▶ What you will do:
A faithful transcription of all the records is required.

▶ Stored data:
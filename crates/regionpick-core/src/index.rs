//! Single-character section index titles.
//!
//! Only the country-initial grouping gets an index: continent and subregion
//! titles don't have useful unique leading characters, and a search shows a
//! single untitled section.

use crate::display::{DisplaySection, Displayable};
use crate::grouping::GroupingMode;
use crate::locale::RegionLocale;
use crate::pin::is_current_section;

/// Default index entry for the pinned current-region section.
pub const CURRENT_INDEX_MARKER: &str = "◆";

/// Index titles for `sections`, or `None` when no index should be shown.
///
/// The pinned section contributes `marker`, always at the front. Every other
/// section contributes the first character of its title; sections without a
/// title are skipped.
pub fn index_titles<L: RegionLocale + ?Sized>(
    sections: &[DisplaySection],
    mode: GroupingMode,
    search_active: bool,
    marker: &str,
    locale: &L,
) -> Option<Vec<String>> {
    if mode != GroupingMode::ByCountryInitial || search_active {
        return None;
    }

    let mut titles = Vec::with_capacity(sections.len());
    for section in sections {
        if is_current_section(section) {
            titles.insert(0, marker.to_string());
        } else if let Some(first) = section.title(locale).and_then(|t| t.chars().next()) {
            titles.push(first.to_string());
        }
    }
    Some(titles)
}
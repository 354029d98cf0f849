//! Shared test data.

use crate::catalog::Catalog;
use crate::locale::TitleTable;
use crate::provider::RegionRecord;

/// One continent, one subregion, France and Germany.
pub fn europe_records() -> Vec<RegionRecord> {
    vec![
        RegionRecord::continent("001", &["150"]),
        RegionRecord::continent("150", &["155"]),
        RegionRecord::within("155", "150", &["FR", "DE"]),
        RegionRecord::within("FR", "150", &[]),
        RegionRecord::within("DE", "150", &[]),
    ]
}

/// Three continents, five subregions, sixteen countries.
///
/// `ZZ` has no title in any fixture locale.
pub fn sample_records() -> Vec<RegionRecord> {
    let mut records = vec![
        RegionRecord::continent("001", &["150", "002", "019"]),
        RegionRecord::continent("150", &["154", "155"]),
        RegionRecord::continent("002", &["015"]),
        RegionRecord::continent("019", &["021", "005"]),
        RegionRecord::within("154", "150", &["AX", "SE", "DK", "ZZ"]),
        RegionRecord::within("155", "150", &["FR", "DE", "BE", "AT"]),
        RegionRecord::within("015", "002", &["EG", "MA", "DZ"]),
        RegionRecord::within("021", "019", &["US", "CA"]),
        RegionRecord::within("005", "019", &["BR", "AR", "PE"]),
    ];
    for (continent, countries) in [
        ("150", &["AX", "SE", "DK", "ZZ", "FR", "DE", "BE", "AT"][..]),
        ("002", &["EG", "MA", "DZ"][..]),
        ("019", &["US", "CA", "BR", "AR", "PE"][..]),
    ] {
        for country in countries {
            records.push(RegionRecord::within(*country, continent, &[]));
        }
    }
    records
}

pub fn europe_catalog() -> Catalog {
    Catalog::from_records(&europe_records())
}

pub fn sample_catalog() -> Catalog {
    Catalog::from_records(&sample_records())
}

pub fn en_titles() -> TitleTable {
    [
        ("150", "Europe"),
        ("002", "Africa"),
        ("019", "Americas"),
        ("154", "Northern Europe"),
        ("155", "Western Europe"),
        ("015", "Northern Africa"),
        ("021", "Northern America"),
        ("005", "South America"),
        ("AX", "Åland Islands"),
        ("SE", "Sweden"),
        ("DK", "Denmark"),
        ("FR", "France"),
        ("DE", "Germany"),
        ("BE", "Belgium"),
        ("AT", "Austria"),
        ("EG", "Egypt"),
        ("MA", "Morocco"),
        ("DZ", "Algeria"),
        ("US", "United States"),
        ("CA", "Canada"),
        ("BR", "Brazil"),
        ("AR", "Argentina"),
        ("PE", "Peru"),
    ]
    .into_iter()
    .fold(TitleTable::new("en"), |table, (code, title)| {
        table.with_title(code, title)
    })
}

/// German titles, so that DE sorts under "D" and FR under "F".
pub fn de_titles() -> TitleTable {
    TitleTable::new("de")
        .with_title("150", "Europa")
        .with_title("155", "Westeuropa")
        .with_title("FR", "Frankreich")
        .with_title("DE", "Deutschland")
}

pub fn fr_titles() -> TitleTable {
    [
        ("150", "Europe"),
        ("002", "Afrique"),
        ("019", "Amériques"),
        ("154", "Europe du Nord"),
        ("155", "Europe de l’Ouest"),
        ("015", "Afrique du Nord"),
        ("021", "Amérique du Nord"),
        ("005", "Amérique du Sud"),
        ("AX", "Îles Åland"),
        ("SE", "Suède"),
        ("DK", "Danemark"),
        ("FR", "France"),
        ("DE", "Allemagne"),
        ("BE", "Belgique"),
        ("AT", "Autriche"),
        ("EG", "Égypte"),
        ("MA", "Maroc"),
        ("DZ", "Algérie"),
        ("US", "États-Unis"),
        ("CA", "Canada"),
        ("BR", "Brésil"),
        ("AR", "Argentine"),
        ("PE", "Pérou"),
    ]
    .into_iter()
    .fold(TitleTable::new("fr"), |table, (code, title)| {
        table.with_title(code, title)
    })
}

▶ Exercise output:
filename crates/regionpick-core/src/index.rs
//! Single-character section index titles.
//!
//! Only the country-initial grouping gets an index: continent and subregion
//! titles don't have useful unique leading characters, and a search shows a
//! single untitled section.

use crate::display::{DisplaySection, Displayable};
use crate::grouping::GroupingMode;
use crate::locale::RegionLocale;
use crate::pin::is_current_section;

/// Default index entry for the pinned current-region section.
pub const CURRENT_INDEX_MARKER: &str = "◆";

/// Index titles for `sections`, or `None` when no index should be shown.
///
/// The pinned section contributes `marker`, always at the front. Every other
/// section contributes the first character of its title; sections without a
/// title are skipped.
pub fn index_titles<L: RegionLocale + ?Sized>(
    sections: &[DisplaySection],
    mode: GroupingMode,
    search_active: bool,
    marker: &str,
    locale: &L,
) -> Option<Vec<String>> {
    if mode != GroupingMode::ByCountryInitial || search_active {
        return None;
    }

    let mut titles = Vec::with_capacity(sections.len());
    for section in sections {
        if is_current_section(section) {
            titles.insert(0, marker.to_string());
        } else if let Some(first) = section.title(locale).and_then(|t| t.chars().next()) {
            titles.push(first.to_string());
        }
    }
    Some(titles)
}
repository 354029d98cf0f849
//! Shared test data.

use crate::catalog::Catalog;
use crate::locale::TitleTable;
use crate::provider::RegionRecord;

/// One continent, one subregion, France and Germany.
pub fn europe_records() -> Vec<RegionRecord> {
    vec![
        RegionRecord::continent("001", &["150"]),
        RegionRecord::continent("150", &["155"]),
        RegionRecord::within("155", "150", &["FR", "DE"]),
        RegionRecord::within("FR", "150", &[]),
        RegionRecord::within("DE", "150", &[]),
    ]
}

/// Three continents, five subregions, sixteen countries.
///
/// `ZZ` has no title in any fixture locale.
pub fn sample_records() -> Vec<RegionRecord> {
    let mut records = vec![
        RegionRecord::continent("001", &["150", "002", "019"]),
        RegionRecord::continent("150", &["154", "155"]),
        RegionRecord::continent("002", &["015"]),
        RegionRecord::continent("019", &["021", "005"]),
        RegionRecord::within("154", "150", &["AX", "SE", "DK", "ZZ"]),
        RegionRecord::within("155", "150", &["FR", "DE", "BE", "AT"]),
        RegionRecord::within("015", "002", &["EG", "MA", "DZ"]),
        RegionRecord::within("021", "019", &["US", "CA"]),
        RegionRecord::within("005", "019", &["BR", "AR", "PE"]),
    ];
    for (continent, countries) in [
        ("150", &["AX", "SE", "DK", "ZZ", "FR", "DE", "BE", "AT"][..]),
        ("002", &["EG", "MA", "DZ"][..]),
        ("019", &["US", "CA", "BR", "AR", "PE"][..]),
    ] {
        for country in countries {
            records.push(RegionRecord::within(*country, continent, &[]));
        }
    }
    records
}

pub fn europe_catalog() -> Catalog {
    Catalog::from_records(&europe_records())
}

pub fn sample_catalog() -> Catalog {
    Catalog::from_records(&sample_records())
}

pub fn en_titles() -> TitleTable {
    [
        ("150", "Europe"),
        ("002", "Africa"),
        ("019", "Americas"),
        ("154", "Northern Europe"),
        ("155", "Western Europe"),
        ("015", "Northern Africa"),
        ("021", "Northern America"),
        ("005", "South America"),
        ("AX", "Åland Islands"),
        ("SE", "Sweden"),
        ("DK", "Denmark"),
        ("FR", "France"),
        ("DE", "Germany"),
        ("BE", "Belgium"),
        ("AT", "Austria"),
        ("EG", "Egypt"),
        ("MA", "Morocco"),
        ("DZ", "Algeria"),
        ("US", "United States"),
        ("CA", "Canada"),
        ("BR", "Brazil"),
        ("AR", "Argentina"),
        ("PE", "Peru"),
    ]
    .into_iter()
    .fold(TitleTable::new("en"), |table, (code, title)| {
        table.with_title(code, title)
    })
}

/// German titles, so that DE sorts under "D" and FR under "F".
pub fn de_titles() -> TitleTable {
    TitleTable::new("de")
        .with_title("150", "Europa")
        .with_title("155", "Westeuropa")
        .with_title("FR", "Frankreich")
        .with_title("DE", "Deutschland")
}

pub fn fr_titles() -> TitleTable {
    [
        ("150", "Europe"),
        ("002", "Afrique"),
        ("019", "Amériques"),
        ("154", "Europe du Nord"),
        ("155", "Europe de l’Ouest"),
        ("015", "Afrique du Nord"),
        ("021", "Amérique du Nord"),
        ("005", "Amérique du Sud"),
        ("AX", "Îles Åland"),
        ("SE", "Suède"),
        ("DK", "Danemark"),
        ("FR", "France"),
        ("DE", "Allemagne"),
        ("BE", "Belgique"),
        ("AT", "Autriche"),
        ("EG", "Égypte"),
        ("MA", "Maroc"),
        ("DZ", "Algérie"),
        ("US", "États-Unis"),
        ("CA", "Canada"),
        ("BR", "Brésil"),
        ("AR", "Argentine"),
        ("PE", "Pérou"),
    ]
    .into_iter()
    .fold(TitleTable::new("fr"), |table, (code, title)| {
        table.with_title(code, title)
    })
}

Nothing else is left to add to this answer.